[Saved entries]

****************

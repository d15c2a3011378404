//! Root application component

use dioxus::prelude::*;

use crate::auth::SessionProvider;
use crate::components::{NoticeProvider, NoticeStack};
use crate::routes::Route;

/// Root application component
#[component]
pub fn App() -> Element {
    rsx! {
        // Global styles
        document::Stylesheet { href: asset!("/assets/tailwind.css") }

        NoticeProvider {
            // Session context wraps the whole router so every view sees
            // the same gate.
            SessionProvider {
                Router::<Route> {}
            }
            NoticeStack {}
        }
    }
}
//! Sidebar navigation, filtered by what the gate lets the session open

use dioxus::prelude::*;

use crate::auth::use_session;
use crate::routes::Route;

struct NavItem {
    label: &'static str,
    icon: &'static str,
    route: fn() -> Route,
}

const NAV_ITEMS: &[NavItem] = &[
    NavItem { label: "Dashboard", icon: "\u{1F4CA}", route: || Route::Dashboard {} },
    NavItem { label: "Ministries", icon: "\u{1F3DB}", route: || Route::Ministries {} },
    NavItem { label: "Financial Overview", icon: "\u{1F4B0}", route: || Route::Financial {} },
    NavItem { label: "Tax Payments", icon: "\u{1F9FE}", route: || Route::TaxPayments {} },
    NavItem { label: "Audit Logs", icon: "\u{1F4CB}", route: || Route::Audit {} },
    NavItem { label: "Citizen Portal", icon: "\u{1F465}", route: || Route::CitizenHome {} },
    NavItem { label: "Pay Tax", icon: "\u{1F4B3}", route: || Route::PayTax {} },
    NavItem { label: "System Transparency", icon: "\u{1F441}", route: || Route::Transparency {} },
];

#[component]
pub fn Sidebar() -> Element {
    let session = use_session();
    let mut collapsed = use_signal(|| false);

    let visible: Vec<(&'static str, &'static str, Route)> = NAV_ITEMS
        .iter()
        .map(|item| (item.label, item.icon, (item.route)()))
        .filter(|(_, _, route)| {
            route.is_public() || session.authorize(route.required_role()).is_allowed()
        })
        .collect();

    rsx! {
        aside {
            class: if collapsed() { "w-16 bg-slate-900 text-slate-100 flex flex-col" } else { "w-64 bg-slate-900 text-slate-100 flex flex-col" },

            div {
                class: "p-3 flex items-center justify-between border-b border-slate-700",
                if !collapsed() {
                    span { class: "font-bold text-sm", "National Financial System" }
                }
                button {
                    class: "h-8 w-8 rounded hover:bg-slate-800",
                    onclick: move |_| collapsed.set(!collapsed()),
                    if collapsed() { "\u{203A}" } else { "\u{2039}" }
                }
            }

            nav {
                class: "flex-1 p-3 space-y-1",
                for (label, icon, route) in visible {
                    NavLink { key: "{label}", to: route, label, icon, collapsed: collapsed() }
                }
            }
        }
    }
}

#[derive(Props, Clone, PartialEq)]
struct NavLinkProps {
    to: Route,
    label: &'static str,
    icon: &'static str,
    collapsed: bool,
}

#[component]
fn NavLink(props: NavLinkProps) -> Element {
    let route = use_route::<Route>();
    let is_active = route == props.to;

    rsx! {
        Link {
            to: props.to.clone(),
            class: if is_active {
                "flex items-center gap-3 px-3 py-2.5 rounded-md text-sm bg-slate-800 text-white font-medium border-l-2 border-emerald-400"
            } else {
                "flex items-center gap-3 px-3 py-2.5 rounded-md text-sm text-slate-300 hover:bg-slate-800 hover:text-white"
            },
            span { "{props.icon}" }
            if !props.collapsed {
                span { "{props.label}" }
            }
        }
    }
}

****************

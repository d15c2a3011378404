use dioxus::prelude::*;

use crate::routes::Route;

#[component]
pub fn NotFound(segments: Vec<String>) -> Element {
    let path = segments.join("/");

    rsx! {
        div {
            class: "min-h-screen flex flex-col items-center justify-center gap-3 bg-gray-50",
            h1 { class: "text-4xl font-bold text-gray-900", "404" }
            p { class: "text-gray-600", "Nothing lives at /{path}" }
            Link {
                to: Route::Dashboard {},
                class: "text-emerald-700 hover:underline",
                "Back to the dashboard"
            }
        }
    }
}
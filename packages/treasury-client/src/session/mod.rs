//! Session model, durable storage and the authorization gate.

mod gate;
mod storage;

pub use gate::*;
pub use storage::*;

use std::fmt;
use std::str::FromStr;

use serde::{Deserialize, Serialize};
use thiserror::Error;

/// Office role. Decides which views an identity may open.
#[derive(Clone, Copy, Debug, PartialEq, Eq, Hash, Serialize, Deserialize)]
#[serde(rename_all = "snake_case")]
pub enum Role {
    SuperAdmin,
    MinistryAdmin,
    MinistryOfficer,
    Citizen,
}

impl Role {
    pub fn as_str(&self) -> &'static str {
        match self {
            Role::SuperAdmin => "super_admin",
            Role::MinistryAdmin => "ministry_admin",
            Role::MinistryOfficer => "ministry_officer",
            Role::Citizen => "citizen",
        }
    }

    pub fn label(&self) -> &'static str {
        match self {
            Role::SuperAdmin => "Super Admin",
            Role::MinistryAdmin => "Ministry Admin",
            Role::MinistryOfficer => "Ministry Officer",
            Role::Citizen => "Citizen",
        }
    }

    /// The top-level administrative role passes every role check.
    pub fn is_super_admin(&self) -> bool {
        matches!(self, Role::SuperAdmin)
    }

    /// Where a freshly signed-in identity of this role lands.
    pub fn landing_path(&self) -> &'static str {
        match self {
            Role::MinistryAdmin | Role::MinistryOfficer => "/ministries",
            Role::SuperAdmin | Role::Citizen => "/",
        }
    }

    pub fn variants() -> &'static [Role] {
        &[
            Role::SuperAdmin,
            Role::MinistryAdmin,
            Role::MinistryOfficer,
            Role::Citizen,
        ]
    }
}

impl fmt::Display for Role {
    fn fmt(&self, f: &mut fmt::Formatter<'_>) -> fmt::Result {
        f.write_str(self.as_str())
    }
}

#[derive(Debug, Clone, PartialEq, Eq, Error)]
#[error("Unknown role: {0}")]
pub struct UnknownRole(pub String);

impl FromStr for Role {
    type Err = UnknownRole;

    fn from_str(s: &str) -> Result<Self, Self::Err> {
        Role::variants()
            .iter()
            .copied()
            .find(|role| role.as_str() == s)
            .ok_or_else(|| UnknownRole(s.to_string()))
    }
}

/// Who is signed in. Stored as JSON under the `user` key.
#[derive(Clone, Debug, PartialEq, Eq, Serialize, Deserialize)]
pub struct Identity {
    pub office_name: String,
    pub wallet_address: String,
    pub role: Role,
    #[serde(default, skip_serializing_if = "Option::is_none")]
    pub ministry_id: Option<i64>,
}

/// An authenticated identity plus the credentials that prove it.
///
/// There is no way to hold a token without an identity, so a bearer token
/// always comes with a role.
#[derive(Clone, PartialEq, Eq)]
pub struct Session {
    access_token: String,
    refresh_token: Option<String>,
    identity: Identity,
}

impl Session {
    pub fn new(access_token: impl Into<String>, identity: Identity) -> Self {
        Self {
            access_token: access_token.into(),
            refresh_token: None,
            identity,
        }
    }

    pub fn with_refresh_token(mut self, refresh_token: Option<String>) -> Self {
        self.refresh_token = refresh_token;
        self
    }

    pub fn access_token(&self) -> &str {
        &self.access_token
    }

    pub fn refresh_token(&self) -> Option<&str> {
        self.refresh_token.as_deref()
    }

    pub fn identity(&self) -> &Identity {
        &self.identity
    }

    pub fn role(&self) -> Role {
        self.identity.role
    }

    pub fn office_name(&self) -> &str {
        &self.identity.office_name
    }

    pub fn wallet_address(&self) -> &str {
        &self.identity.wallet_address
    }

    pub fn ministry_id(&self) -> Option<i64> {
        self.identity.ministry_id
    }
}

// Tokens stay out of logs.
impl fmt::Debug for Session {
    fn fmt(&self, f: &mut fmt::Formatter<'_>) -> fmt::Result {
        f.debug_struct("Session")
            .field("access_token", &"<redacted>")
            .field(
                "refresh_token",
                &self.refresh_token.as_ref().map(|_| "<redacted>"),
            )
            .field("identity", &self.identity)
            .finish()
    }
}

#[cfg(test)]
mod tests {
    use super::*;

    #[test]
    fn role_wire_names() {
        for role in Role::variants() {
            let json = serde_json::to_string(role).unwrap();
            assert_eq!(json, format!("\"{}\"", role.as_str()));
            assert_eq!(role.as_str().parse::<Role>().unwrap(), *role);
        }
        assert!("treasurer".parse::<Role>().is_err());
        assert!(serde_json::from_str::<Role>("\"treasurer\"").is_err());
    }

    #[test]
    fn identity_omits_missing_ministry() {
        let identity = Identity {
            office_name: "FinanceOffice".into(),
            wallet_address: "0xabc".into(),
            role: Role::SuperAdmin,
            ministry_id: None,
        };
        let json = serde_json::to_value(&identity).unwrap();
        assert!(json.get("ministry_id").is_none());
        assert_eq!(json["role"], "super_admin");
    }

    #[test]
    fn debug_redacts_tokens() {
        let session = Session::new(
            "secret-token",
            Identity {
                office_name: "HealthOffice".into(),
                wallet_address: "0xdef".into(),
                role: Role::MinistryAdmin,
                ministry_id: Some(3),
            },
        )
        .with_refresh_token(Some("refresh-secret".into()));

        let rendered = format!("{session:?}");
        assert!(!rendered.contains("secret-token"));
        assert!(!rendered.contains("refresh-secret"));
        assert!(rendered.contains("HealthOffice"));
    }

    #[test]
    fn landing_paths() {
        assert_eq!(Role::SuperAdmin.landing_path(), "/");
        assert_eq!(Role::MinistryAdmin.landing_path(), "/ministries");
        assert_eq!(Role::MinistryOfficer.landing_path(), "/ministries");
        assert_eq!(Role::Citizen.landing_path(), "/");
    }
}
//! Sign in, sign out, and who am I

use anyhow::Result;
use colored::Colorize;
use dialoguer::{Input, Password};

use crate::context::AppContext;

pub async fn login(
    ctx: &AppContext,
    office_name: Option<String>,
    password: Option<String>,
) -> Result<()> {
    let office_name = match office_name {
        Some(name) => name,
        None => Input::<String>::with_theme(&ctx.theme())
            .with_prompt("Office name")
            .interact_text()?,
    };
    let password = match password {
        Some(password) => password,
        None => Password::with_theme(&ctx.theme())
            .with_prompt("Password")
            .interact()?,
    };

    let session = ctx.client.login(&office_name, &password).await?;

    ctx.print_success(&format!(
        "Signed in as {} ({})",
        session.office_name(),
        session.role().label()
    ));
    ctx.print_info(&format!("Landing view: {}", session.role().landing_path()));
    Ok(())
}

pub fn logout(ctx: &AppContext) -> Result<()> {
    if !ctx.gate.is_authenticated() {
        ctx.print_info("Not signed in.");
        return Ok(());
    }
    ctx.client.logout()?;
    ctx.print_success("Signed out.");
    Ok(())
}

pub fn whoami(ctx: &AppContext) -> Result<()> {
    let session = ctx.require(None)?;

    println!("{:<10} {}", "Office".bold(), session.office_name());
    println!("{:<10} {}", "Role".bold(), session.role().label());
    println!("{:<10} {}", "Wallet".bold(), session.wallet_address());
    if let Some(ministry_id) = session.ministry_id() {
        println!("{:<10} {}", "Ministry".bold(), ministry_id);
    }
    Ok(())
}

****************

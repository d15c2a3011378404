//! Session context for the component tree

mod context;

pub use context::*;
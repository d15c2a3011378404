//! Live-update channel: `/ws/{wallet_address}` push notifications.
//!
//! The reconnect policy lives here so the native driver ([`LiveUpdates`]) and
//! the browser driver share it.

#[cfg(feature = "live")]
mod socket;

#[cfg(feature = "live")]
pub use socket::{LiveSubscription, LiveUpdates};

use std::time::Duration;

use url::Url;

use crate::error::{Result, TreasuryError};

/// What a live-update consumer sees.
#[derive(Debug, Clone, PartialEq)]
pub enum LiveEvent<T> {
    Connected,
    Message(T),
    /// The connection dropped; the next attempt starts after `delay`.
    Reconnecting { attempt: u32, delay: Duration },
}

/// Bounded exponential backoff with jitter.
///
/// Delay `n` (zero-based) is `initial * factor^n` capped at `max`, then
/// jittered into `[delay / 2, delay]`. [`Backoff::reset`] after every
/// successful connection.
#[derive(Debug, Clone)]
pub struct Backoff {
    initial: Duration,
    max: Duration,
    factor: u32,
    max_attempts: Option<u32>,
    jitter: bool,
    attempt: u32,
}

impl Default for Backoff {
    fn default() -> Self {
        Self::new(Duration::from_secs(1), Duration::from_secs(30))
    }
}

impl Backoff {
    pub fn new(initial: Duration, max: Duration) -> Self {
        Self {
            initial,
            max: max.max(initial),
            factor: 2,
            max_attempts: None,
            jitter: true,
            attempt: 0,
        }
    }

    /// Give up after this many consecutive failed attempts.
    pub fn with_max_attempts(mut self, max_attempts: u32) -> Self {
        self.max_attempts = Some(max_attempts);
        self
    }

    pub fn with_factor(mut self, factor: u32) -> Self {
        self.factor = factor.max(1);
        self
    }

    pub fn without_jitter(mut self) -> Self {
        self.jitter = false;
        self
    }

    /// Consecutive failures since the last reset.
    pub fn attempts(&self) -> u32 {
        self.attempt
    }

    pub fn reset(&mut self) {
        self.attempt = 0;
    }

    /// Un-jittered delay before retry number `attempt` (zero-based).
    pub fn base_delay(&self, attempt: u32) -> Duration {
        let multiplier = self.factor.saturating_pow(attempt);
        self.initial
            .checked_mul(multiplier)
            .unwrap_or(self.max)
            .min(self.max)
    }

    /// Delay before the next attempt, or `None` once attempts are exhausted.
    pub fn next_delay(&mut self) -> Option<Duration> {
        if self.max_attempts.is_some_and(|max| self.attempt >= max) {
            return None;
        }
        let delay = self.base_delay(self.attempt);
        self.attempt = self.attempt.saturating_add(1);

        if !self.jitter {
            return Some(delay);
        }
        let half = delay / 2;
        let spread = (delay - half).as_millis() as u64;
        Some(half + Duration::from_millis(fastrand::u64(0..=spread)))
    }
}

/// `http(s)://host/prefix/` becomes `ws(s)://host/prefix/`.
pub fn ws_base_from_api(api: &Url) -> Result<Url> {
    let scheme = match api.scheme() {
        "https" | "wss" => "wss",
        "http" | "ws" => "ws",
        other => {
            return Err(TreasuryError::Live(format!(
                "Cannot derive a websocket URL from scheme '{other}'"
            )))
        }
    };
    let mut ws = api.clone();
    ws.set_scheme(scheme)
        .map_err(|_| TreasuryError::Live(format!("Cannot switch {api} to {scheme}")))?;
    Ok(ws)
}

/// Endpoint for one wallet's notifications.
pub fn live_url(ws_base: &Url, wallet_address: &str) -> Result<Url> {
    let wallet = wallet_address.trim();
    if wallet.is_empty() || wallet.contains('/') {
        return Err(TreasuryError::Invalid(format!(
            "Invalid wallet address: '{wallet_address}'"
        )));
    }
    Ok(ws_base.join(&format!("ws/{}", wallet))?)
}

****************

Check each line above for the string "join", then copy the ones that have it.

    let path = segments.join("/");
    Ok(ws_base.join(&format!("ws/{}", wallet))?)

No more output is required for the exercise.